Prompt: Could you copy every line from the material below in which "shared" appears?

Material to process:
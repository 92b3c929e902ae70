mod admission;
mod club;
mod dispatch;
mod event;
mod member;
mod pass;
mod registration;
mod reminder;
mod shared;

pub use admission::{
    capacity_warnings, check_subscription, missing_channels, AdmissionPolicy, CapacityWarning,
    ChannelMembership, DenialReason,
};
pub use club::ClubOwner;
pub use dispatch::{
    group_by_event, DispatchProfile, EventPasses, PassDigest, PassExportRow, RenderedDigest,
    PASS_EXPORT_COLUMNS,
};
pub use event::Event;
pub use member::{Member, MembershipStatus};
pub use pass::{Pass, PassStatus, PassType, Requester, RequesterKind};
pub use registration::{Registration, RegistrationInsert};
pub use reminder::{
    default_reminder_bands, due_reminders, NotificationRecord, ReminderBand, ReminderKind,
};
pub use shared::entity::{Entity, InvalidIDError, ID};
pub use shared::role::{parse_role_list, Role};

Your solution:
mod shared;
pub use shared::entity::{Entity, InvalidIDError, ID};
pub use shared::role::{parse_role_list, Role};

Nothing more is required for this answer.